#### Problem to work on
Once the data has been read, restate all of it exactly.

(Saved entries)
+-------+
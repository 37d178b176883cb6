//! # Error Hierarchy
//!
//! One error enum per collaborator plus [`RewardError`] for the services.
//! Backends map their transport and protocol failures into these; the API
//! layer maps them to HTTP status codes.

use streetcred_core::{UserId, ValidationError};
use thiserror::Error;

/// Record store failures.
#[derive(Error, Debug)]
pub enum StoreError {
    /// The store could not be reached or timed out.
    #[error("record store unavailable: {0}")]
    Unavailable(String),

    /// The store answered with an error.
    #[error("record store rejected {operation}: {message}")]
    Rejected {
        /// The logical operation, e.g. `insert_report`.
        operation: &'static str,
        /// Store-provided detail.
        message: String,
    },

    /// The write would push a value outside its column's range.
    #[error("{operation} out of range: {message}")]
    OutOfRange {
        /// The logical operation.
        operation: &'static str,
        /// Store-provided detail.
        message: String,
    },

    /// The store answered with data that does not match the expected shape.
    #[error("unexpected record store response for {operation}: {message}")]
    Decode {
        /// The logical operation.
        operation: &'static str,
        /// Decoder detail.
        message: String,
    },
}

/// Blob store failures.
#[derive(Error, Debug)]
pub enum BlobError {
    #[error("blob store unavailable: {0}")]
    Unavailable(String),

    #[error("blob store rejected upload of {path}: {message}")]
    Rejected {
        /// Object path that was refused.
        path: String,
        /// Store-provided detail.
        message: String,
    },
}

/// Location classifier failures.
#[derive(Error, Debug)]
pub enum ClassifierError {
    #[error("classifier unavailable: {0}")]
    Unavailable(String),

    #[error("classifier rejected request: {0}")]
    Rejected(String),

    /// The classifier answered but named no location.
    #[error("classifier returned no location name")]
    EmptyResponse,
}

/// Failures of the reward and report services.
#[derive(Error, Debug)]
pub enum RewardError {
    #[error(transparent)]
    Store(#[from] StoreError),

    #[error(transparent)]
    Classifier(#[from] ClassifierError),

    #[error(transparent)]
    Invalid(#[from] ValidationError),

    /// No profile exists for the user.
    #[error("no profile for user {0}")]
    UnknownUser(UserId),
}

#[cfg(test)]
mod tests {
    use super::*;

    #[test]
    fn store_error_names_operation() {
        let err = StoreError::Rejected {
            operation: "insert_report",
            message: "permission denied".into(),
        };
        assert_eq!(
            err.to_string(),
            "record store rejected insert_report: permission denied"
        );
    }

    #[test]
    fn out_of_range_names_operation() {
        let err = StoreError::OutOfRange {
            operation: "increment_points",
            message: "integer out of range".into(),
        };
        assert_eq!(
            err.to_string(),
            "increment_points out of range: integer out of range"
        );
    }

    #[test]
    fn reward_error_is_transparent_over_sources() {
        let err: RewardError = ClassifierError::EmptyResponse.into();
        assert_eq!(err.to_string(), "classifier returned no location name");
    }
}
//! Integration tests for the Gemini location classifier.

use streetcred_client::{GeminiClassifier, GeminiConfig};
use streetcred_core::Coordinates;
use streetcred_rewards::{ClassifierError, LocationClassifier};
use wiremock::matchers::{header, method, path};
use wiremock::{Mock, MockServer, ResponseTemplate};

const GENERATE_PATH: &str = "/v1beta/models/gemini-2.0-flash-exp:generateContent";

fn classifier(server: &MockServer) -> GeminiClassifier {
    let config = GeminiConfig::local_mock(&server.uri(), "g-key").expect("config");
    GeminiClassifier::from_config(config).expect("classifier build")
}

fn answer(text: &str) -> ResponseTemplate {
    ResponseTemplate::new(200).set_body_json(serde_json::json!({
        "candidates": [{"content": {"parts": [{"text": text}], "role": "model"}}]
    }))
}

fn times_square() -> Coordinates {
    Coordinates::new(40.758, -73.9855).expect("coords")
}

#[tokio::test]
async fn classify_canonicalizes_answer() {
    let server = MockServer::start().await;

    Mock::given(method("POST"))
        .and(path(GENERATE_PATH))
        .and(header("x-goog-api-key", "g-key"))
        .respond_with(answer("  \"times square.\"\n"))
        .expect(1)
        .mount(&server)
        .await;

    let name = classifier(&server)
        .classify(&times_square())
        .await
        .expect("classify");
    assert_eq!(name, "Times Square");
}

#[tokio::test]
async fn prompt_carries_query_coordinates() {
    let server = MockServer::start().await;

    Mock::given(method("POST"))
        .and(path(GENERATE_PATH))
        .respond_with(answer("Midtown"))
        .expect(1)
        .mount(&server)
        .await;

    classifier(&server)
        .classify(&times_square())
        .await
        .expect("classify");

    let requests = server.received_requests().await.expect("recording enabled");
    let body: serde_json::Value = serde_json::from_slice(&requests[0].body).expect("json body");
    let prompt = body["contents"][0]["parts"][0]["text"]
        .as_str()
        .expect("prompt text");
    assert!(prompt.contains("[40.758, -73.9855]"));
    assert!(prompt.contains("Times Square"));
}

#[tokio::test]
async fn unknown_names_pass_through() {
    let server = MockServer::start().await;

    Mock::given(method("POST"))
        .and(path(GENERATE_PATH))
        .respond_with(answer("Red Hook"))
        .mount(&server)
        .await;

    let name = classifier(&server)
        .classify(&times_square())
        .await
        .expect("classify");
    assert_eq!(name, "Red Hook");
}

#[tokio::test]
async fn empty_answer_is_error() {
    let server = MockServer::start().await;

    Mock::given(method("POST"))
        .and(path(GENERATE_PATH))
        .respond_with(ResponseTemplate::new(200).set_body_json(serde_json::json!({
            "candidates": []
        })))
        .mount(&server)
        .await;

    let err = classifier(&server)
        .classify(&times_square())
        .await
        .expect_err("empty answer");
    assert!(matches!(err, ClassifierError::EmptyResponse));
}

#[tokio::test]
async fn api_failure_is_rejected() {
    let server = MockServer::start().await;

    Mock::given(method("POST"))
        .and(path(GENERATE_PATH))
        .respond_with(ResponseTemplate::new(429).set_body_string("quota"))
        .expect(1)
        .mount(&server)
        .await;

    let err = classifier(&server)
        .classify(&times_square())
        .await
        .expect_err("429 must fail");
    match err {
        ClassifierError::Rejected(msg) => assert!(msg.contains("429")),
        other => panic!("unexpected error: {other:?}"),
    }
}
+-------+
#### Answer for this exercise
repository 37d178b176883cb6
//! # Error Hierarchy
//!
//! One error enum per collaborator plus [`RewardError`] for the services.
//! Backends map their transport and protocol failures into these; the API
//! layer maps them to HTTP status codes.

use streetcred_core::{UserId, ValidationError};
use thiserror::Error;

/// Record store failures.
#[derive(Error, Debug)]
pub enum StoreError {
    /// The store could not be reached or timed out.
    #[error("record store unavailable: {0}")]
    Unavailable(String),

    /// The store answered with an error.
    #[error("record store rejected {operation}: {message}")]
    Rejected {
        /// The logical operation, e.g. `insert_report`.
        operation: &'static str,
        /// Store-provided detail.
        message: String,
    },

    /// The write would push a value outside its column's range.
    #[error("{operation} out of range: {message}")]
    OutOfRange {
        /// The logical operation.
        operation: &'static str,
        /// Store-provided detail.
        message: String,
    },

    /// The store answered with data that does not match the expected shape.
    #[error("unexpected record store response for {operation}: {message}")]
    Decode {
        /// The logical operation.
        operation: &'static str,
        /// Decoder detail.
        message: String,
    },
}

/// Blob store failures.
#[derive(Error, Debug)]
pub enum BlobError {
    #[error("blob store unavailable: {0}")]
    Unavailable(String),

    #[error("blob store rejected upload of {path}: {message}")]
    Rejected {
        /// Object path that was refused.
        path: String,
        /// Store-provided detail.
        message: String,
    },
}

/// Location classifier failures.
#[derive(Error, Debug)]
pub enum ClassifierError {
    #[error("classifier unavailable: {0}")]
    Unavailable(String),

    #[error("classifier rejected request: {0}")]
    Rejected(String),

    /// The classifier answered but named no location.
    #[error("classifier returned no location name")]
    EmptyResponse,
}

/// Failures of the reward and report services.
#[derive(Error, Debug)]
pub enum RewardError {
    #[error(transparent)]
    Store(#[from] StoreError),

    #[error(transparent)]
    Classifier(#[from] ClassifierError),

    #[error(transparent)]
    Invalid(#[from] ValidationError),

    /// No profile exists for the user.
    #[error("no profile for user {0}")]
    UnknownUser(UserId),
}

#[cfg(test)]
mod tests {
    use super::*;

    #[test]
    fn store_error_names_operation() {
        let err = StoreError::Rejected {
            operation: "insert_report",
            message: "permission denied".into(),
        };
        assert_eq!(
            err.to_string(),
            "record store rejected insert_report: permission denied"
        );
    }

    #[test]
    fn out_of_range_names_operation() {
        let err = StoreError::OutOfRange {
            operation: "increment_points",
            message: "integer out of range".into(),
        };
        assert_eq!(
            err.to_string(),
            "increment_points out of range: integer out of range"
        );
    }

    #[test]
    fn reward_error_is_transparent_over_sources() {
        let err: RewardError = ClassifierError::EmptyResponse.into();
        assert_eq!(err.to_string(), "classifier returned no location name");
    }
}
//! Integration tests for the Gemini location classifier.

use streetcred_client::{GeminiClassifier, GeminiConfig};
use streetcred_core::Coordinates;
use streetcred_rewards::{ClassifierError, LocationClassifier};
use wiremock::matchers::{header, method, path};
use wiremock::{Mock, MockServer, ResponseTemplate};

const GENERATE_PATH: &str = "/v1beta/models/gemini-2.0-flash-exp:generateContent";

fn classifier(server: &MockServer) -> GeminiClassifier {
    let config = GeminiConfig::local_mock(&server.uri(), "g-key").expect("config");
    GeminiClassifier::from_config(config).expect("classifier build")
}

fn answer(text: &str) -> ResponseTemplate {
    ResponseTemplate::new(200).set_body_json(serde_json::json!({
        "candidates": [{"content": {"parts": [{"text": text}], "role": "model"}}]
    }))
}

fn times_square() -> Coordinates {
    Coordinates::new(40.758, -73.9855).expect("coords")
}

#[tokio::test]
async fn classify_canonicalizes_answer() {
    let server = MockServer::start().await;

    Mock::given(method("POST"))
        .and(path(GENERATE_PATH))
        .and(header("x-goog-api-key", "g-key"))
        .respond_with(answer("  \"times square.\"\n"))
        .expect(1)
        .mount(&server)
        .await;

    let name = classifier(&server)
        .classify(&times_square())
        .await
        .expect("classify");
    assert_eq!(name, "Times Square");
}

#[tokio::test]
async fn prompt_carries_query_coordinates() {
    let server = MockServer::start().await;

    Mock::given(method("POST"))
        .and(path(GENERATE_PATH))
        .respond_with(answer("Midtown"))
        .expect(1)
        .mount(&server)
        .await;

    classifier(&server)
        .classify(&times_square())
        .await
        .expect("classify");

    let requests = server.received_requests().await.expect("recording enabled");
    let body: serde_json::Value = serde_json::from_slice(&requests[0].body).expect("json body");
    let prompt = body["contents"][0]["parts"][0]["text"]
        .as_str()
        .expect("prompt text");
    assert!(prompt.contains("[40.758, -73.9855]"));
    assert!(prompt.contains("Times Square"));
}

#[tokio::test]
async fn unknown_names_pass_through() {
    let server = MockServer::start().await;

    Mock::given(method("POST"))
        .and(path(GENERATE_PATH))
        .respond_with(answer("Red Hook"))
        .mount(&server)
        .await;

    let name = classifier(&server)
        .classify(&times_square())
        .await
        .expect("classify");
    assert_eq!(name, "Red Hook");
}

#[tokio::test]
async fn empty_answer_is_error() {
    let server = MockServer::start().await;

    Mock::given(method("POST"))
        .and(path(GENERATE_PATH))
        .respond_with(ResponseTemplate::new(200).set_body_json(serde_json::json!({
            "candidates": []
        })))
        .mount(&server)
        .await;

    let err = classifier(&server)
        .classify(&times_square())
        .await
        .expect_err("empty answer");
    assert!(matches!(err, ClassifierError::EmptyResponse));
}

#[tokio::test]
async fn api_failure_is_rejected() {
    let server = MockServer::start().await;

    Mock::given(method("POST"))
        .and(path(GENERATE_PATH))
        .respond_with(ResponseTemplate::new(429).set_body_string("quota"))
        .expect(1)
        .mount(&server)
        .await;

    let err = classifier(&server)
        .classify(&times_square())
        .await
        .expect_err("429 must fail");
    match err {
        ClassifierError::Rejected(msg) => assert!(msg.contains("429")),
        other => panic!("unexpected error: {other:?}"),
    }
}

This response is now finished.